__TO DO__
For the listing below, print exactly the lines from the line with "filename crates/dinkum-items-cli/src/cli.rs" to the line with "the built-in tables", both included, and nothing beyond them.

__GIVEN DATA__
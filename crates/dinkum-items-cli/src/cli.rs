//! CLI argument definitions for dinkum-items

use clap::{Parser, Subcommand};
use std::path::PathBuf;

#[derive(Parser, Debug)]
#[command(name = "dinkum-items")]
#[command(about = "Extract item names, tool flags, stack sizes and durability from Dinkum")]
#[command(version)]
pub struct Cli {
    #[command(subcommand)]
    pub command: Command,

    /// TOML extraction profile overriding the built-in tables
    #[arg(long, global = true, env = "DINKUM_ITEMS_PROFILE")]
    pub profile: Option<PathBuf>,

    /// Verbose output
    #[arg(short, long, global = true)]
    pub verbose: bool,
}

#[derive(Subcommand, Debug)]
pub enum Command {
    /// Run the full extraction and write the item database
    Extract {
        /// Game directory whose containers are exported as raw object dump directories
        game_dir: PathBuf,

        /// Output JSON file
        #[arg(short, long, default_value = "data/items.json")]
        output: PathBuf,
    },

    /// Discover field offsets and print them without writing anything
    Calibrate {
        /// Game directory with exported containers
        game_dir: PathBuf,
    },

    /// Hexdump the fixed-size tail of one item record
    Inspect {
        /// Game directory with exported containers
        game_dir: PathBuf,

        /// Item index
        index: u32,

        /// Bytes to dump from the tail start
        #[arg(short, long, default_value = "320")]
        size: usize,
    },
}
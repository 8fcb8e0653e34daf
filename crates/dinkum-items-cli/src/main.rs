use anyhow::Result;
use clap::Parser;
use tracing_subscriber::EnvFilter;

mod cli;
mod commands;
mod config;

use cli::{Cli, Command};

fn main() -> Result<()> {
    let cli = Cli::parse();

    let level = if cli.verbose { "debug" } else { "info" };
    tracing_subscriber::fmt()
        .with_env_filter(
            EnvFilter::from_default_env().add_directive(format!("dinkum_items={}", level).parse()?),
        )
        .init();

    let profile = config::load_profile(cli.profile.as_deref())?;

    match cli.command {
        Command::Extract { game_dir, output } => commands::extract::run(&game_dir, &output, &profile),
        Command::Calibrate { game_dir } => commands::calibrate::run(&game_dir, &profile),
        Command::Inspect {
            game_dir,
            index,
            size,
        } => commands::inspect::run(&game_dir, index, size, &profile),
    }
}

...

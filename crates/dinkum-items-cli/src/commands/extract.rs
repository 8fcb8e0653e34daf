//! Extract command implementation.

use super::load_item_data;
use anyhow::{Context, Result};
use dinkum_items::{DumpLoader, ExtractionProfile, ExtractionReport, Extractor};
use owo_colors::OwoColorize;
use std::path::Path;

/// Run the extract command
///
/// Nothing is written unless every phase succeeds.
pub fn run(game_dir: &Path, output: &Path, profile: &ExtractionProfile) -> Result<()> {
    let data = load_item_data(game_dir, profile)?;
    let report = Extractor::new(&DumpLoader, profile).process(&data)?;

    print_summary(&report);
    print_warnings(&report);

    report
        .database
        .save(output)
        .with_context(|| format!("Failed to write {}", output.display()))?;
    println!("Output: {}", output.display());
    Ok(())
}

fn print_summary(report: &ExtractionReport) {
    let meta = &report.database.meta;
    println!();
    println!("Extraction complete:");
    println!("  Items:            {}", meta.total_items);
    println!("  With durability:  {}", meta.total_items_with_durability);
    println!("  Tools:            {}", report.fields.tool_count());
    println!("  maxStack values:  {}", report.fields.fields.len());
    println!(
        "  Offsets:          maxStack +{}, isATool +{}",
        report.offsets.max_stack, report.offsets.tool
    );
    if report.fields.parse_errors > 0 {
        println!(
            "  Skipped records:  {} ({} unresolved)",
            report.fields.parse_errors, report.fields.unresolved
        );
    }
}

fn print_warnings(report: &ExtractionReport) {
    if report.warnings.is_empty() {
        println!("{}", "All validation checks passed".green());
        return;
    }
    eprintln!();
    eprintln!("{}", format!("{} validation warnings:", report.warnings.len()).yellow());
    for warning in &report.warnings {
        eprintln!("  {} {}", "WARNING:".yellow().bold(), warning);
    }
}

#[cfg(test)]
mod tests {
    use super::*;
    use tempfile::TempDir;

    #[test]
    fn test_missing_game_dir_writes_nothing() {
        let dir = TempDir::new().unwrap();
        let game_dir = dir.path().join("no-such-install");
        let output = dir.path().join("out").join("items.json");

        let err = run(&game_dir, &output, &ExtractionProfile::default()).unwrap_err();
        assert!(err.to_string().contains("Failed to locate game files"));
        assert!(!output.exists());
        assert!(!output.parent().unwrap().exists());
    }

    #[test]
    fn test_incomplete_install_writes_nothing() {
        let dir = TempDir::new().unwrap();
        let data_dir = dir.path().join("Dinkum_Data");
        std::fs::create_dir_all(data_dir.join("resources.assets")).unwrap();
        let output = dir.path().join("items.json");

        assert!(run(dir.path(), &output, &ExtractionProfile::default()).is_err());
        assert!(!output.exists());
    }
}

...

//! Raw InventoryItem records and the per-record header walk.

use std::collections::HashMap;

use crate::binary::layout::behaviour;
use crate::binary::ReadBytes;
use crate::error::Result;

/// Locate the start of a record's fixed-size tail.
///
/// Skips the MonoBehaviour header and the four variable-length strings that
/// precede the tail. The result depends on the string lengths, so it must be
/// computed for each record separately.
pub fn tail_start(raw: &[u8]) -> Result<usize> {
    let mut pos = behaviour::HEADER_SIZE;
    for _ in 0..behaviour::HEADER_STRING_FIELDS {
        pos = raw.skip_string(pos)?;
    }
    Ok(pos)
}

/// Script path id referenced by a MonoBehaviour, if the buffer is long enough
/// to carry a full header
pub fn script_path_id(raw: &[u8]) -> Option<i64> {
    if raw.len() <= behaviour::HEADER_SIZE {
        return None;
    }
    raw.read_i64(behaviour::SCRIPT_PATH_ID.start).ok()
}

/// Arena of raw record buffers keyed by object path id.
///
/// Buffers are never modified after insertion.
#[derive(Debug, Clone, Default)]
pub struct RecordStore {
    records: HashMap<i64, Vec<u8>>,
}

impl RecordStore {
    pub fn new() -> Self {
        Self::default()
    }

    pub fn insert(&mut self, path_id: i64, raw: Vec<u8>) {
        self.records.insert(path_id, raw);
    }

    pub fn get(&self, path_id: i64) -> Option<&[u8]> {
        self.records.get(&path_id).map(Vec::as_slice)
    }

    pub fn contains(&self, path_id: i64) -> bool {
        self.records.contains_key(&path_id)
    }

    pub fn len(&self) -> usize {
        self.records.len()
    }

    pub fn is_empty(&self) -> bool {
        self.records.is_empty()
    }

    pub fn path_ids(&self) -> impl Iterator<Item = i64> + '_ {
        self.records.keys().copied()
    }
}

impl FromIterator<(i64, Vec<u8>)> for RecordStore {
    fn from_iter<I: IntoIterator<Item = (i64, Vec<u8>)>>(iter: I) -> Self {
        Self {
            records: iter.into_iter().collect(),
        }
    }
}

__ANSWER TO THIS EXERCISE__
filename crates/dinkum-items-cli/src/cli.rs
//! CLI argument definitions for dinkum-items

use clap::{Parser, Subcommand};
use std::path::PathBuf;

#[derive(Parser, Debug)]
#[command(name = "dinkum-items")]
#[command(about = "Extract item names, tool flags, stack sizes and durability from Dinkum")]
#[command(version)]
pub struct Cli {
    #[command(subcommand)]
    pub command: Command,

    /// TOML extraction profile overriding the built-in tables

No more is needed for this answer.